The Ibrahim Index measures the delivery of public goods and services to citizens by government and non-state actors. The Ibrahim Index uses indicators across four main pillars: Safety and Rule of Law; Participation and Human Rights; Sustainable Economic Opportunity; and Human Development as proxies for the quality of the processes and outcomes of governance.

The Ibrahim Index assesses governance against 84 criteria, making it the most comprehensive collection of qualitative and quantitative data that measures governance in Africa. The criteria are divided into four main categories and 13 sub-categories. The indicators that make up the sub-categories are based either on official data (OD) or expert assessment (EA).

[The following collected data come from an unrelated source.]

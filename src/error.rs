//! Error types

use crate::card::{Card, Rank};

/// Structural problems detected at game creation. These always indicate a
/// bug in the caller (a bad seed or player list), never bad user input.
#[derive(Debug, Clone, Copy, PartialEq, Eq, thiserror::Error)]
pub enum SetupError {
    #[error("not enough players")]
    TooFewPlayers,
    #[error("too many players")]
    TooManyPlayers,
    #[error("initial hand or foot not sized correctly")]
    WrongDealSize,
    #[error("deck has too few cards to deal every round")]
    IncompleteDeck,
}

/// A rule violation while applying an action. The offending action must be
/// rejected in full; the game state is left untouched.
#[derive(Debug, Clone, PartialEq, Eq, thiserror::Error)]
pub enum ActionError {
    #[error("the game is over")]
    GameOver,

    #[error("unknown player {0}")]
    UnknownPlayer(String),

    #[error("it is not {0}'s turn")]
    NotYourTurn(String),

    #[error("cannot draw from the deck")]
    CannotDrawFromDeck,

    #[error("cannot draw from the discard pile")]
    CannotDrawFromDiscardPile,

    #[error("the discard pile is empty")]
    DiscardPileEmpty,

    /// A player may only discard once they have drawn twice.
    #[error("cannot end the turn yet")]
    CannotEndTurn,

    /// Going out requires an empty foot plus a natural and an unnatural book.
    #[error("cannot go out")]
    CannotGoOut,

    #[error("{0} is not in hand")]
    CardNotInHand(Card),

    #[error("not enough cards to start a book")]
    TooFewCardsForBook,

    #[error("none of the given cards can start a book")]
    NoBookStarter,

    #[error("{card} does not match the book of {book}s")]
    WrongRankForBook { book: Rank, card: Card },

    #[error("too many wilds in the book of {0}s to add another")]
    TooManyWilds(Rank),

    #[error("no book of {0}s")]
    NoSuchBook(Rank),

    #[error("already a book of {0}s")]
    DuplicateBook(Rank),

    #[error("already laid down this round")]
    AlreadyLaidDown,

    #[error("not enough points to lay down: {points} of {needed}")]
    NotEnoughPoints { needed: i32, points: i32 },
}

/// Errors from rebuilding a game out of a seed plus an action log.
#[derive(Debug, Clone, PartialEq, Eq, thiserror::Error)]
pub enum ReplayError {
    #[error(transparent)]
    Setup(#[from] SetupError),

    #[error("action {index} rejected: {source}")]
    Action { index: usize, source: ActionError },
}
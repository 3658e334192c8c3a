//! Cards.

use std::convert::{TryFrom, TryInto};
use std::fmt::Display;
use std::str::FromStr;

use serde::{Deserialize, Serialize};

/// Card suit.
#[derive(Debug, Clone, Copy, PartialEq, Eq, Hash, PartialOrd, Ord, Serialize, Deserialize)]
#[serde(rename_all = "snake_case")]
pub enum Suit {
    Hearts,
    Diamonds,
    Clubs,
    Spades,
}
impl Suit {
    /// Returns an array of all suits, in no particular order.
    pub fn all_suits() -> &'static [Suit] {
        static SUITS: [Suit; 4] = [Suit::Hearts, Suit::Diamonds, Suit::Clubs, Suit::Spades];
        &SUITS
    }

    /// Returns true for hearts and diamonds.
    pub fn is_red(self) -> bool {
        matches!(self, Suit::Hearts | Suit::Diamonds)
    }
}
impl Display for Suit {
    fn fmt(&self, f: &mut std::fmt::Formatter<'_>) -> std::fmt::Result {
        let sym = match self {
            Suit::Hearts => "♥",
            Suit::Diamonds => "♦",
            Suit::Clubs => "♣",
            Suit::Spades => "♠",
        };
        f.write_str(sym)
    }
}
impl TryFrom<char> for Suit {
    type Error = ();

    fn try_from(c: char) -> Result<Self, Self::Error> {
        Ok(match c.to_ascii_lowercase() {
            'h' => Suit::Hearts,
            'd' => Suit::Diamonds,
            'c' => Suit::Clubs,
            's' => Suit::Spades,
            _ => return Err(()),
        })
    }
}

/// Card rank.
#[derive(Debug, Clone, Copy, PartialEq, Eq, Hash, PartialOrd, Ord, Serialize, Deserialize)]
#[serde(rename_all = "snake_case")]
pub enum Rank {
    Two,
    Three,
    Four,
    Five,
    Six,
    Seven,
    Eight,
    Nine,
    Ten,
    Jack,
    Queen,
    King,
    Ace,
    Joker,
}
impl Rank {
    /// Returns an array of the thirteen non-joker ranks.
    pub fn natural_ranks() -> &'static [Rank] {
        static RANKS: [Rank; 13] = [
            Rank::Two,
            Rank::Three,
            Rank::Four,
            Rank::Five,
            Rank::Six,
            Rank::Seven,
            Rank::Eight,
            Rank::Nine,
            Rank::Ten,
            Rank::Jack,
            Rank::Queen,
            Rank::King,
            Rank::Ace,
        ];
        &RANKS
    }
}
impl Display for Rank {
    fn fmt(&self, f: &mut std::fmt::Formatter<'_>) -> std::fmt::Result {
        let sym = match self {
            Rank::Two => "2",
            Rank::Three => "3",
            Rank::Four => "4",
            Rank::Five => "5",
            Rank::Six => "6",
            Rank::Seven => "7",
            Rank::Eight => "8",
            Rank::Nine => "9",
            Rank::Ten => "T",
            Rank::Jack => "J",
            Rank::Queen => "Q",
            Rank::King => "K",
            Rank::Ace => "A",
            Rank::Joker => "🃟",
        };
        f.write_str(sym)
    }
}
impl TryFrom<char> for Rank {
    type Error = ();

    fn try_from(c: char) -> Result<Self, Self::Error> {
        Ok(match c.to_ascii_lowercase() {
            '2' => Rank::Two,
            '3' => Rank::Three,
            '4' => Rank::Four,
            '5' => Rank::Five,
            '6' => Rank::Six,
            '7' => Rank::Seven,
            '8' => Rank::Eight,
            '9' => Rank::Nine,
            't' => Rank::Ten,
            'j' => Rank::Jack,
            'q' => Rank::Queen,
            'k' => Rank::King,
            'a' => Rank::Ace,
            'r' => Rank::Joker,
            _ => return Err(()),
        })
    }
}

/// A playing card. Cards have no owner; they move by value between the
/// deck, the discard pile, hands, feet, and books.
#[derive(Debug, Clone, Copy, PartialEq, Eq, Serialize, Deserialize)]
pub struct Card {
    /// Card suit.
    pub suit: Suit,
    /// Card rank.
    pub rank: Rank,
}
impl Display for Card {
    fn fmt(&self, f: &mut std::fmt::Formatter<'_>) -> std::fmt::Result {
        if self.rank == Rank::Joker {
            write!(f, "{}", self.rank)
        } else {
            write!(f, "{}{}", self.rank, self.suit)
        }
    }
}
impl FromStr for Card {
    type Err = ();

    fn from_str(s: &str) -> Result<Self, Self::Err> {
        let mut chars = s.chars();
        let rank = chars.next().ok_or(())?.try_into()?;
        let suit = chars.next().ok_or(())?.try_into()?;
        if chars.next().is_some() {
            return Err(());
        }
        Ok(Card { suit, rank })
    }
}
impl Card {
    /// Creates a new [`Card`].
    pub fn new(suit: Suit, rank: Rank) -> Self {
        Self { suit, rank }
    }

    /// Every deck carries its jokers as spades.
    pub fn joker() -> Self {
        Self::new(Suit::Spades, Rank::Joker)
    }

    /// Twos and jokers are wild.
    pub fn is_wild(self) -> bool {
        matches!(self.rank, Rank::Two | Rank::Joker)
    }

    /// Returns true if the card can fix the rank of a new book. Wild cards
    /// and threes cannot.
    pub fn can_start_book(self) -> bool {
        !self.is_wild() && self.rank != Rank::Three
    }

    /// The card's score contribution.
    pub fn point_value(self) -> i32 {
        match self.rank {
            Rank::Two => 20,
            Rank::Three => {
                if self.suit.is_red() {
                    -100
                } else {
                    0
                }
            }
            Rank::Four | Rank::Five | Rank::Six | Rank::Seven | Rank::Eight => 5,
            Rank::Nine | Rank::Ten | Rank::Jack | Rank::Queen | Rank::King => 10,
            Rank::Ace => 20,
            Rank::Joker => 50,
        }
    }
}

The 2012 Index of African Governance (IIAG) has been launched in London. This is the sixth year in which governance outcomes in Africa have been measured, looking at both country and regional performances across four major categories -Safety & Rule of Law, Participation & Human Rights, Sustainable Economic Opportunity and Human Development – and 88 component indicators. Once again, the data point to some important findings that can assist leaders and citizens in their decision-making processes. The 2012 IIAG confirms that governance progress has been achieved since 2000. There have been positive trends in 11 out of the 14 sub-categories, including all sub-categories within the Sustainable Economic Opportunity and Human Development categories. The other categories, Safety & Rule of Law and Participation & Human Rights have registered declines. However improvements were seen in the sub-categories National Security and Gender. Interestingly, at the indicator level, the most progress appears in Cross-Border Tensions, Core International Human Rights Conventions, Legislation on Violence against Women, Ratio of External Debt Service to Exports, Digital Connectivity and Anti-Retroviral Treatment Provision. The largest declines have been registered in Workers’ Rights, Safety of the Person and Transfers of Power. It is encouraging to note that the Millennium Development Goals have undoubtedly contributed to the improvement of the Human Development category. The post-MDG framework now has the potential to make similar improvements across the full package of expected goods and services that citizens have the right to expect. From 2000 to 2011, seven countries have demonstrated a significant improvement in their overall governance score: Liberia, Angola, Sierra Leone, Rwanda, Congo, Democratic Republic of Congo and Zambia. One country, Madagascar, has significantly declined. Over the last six years, Tanzania has climbed up the IIAG’s rankings, making it into the top ten for the first time. Angola, Liberia and Togo have left the IIAG’s group of the ten worst performers. They have been replaced by Eritrea, Guinea Bissau and Nigeria.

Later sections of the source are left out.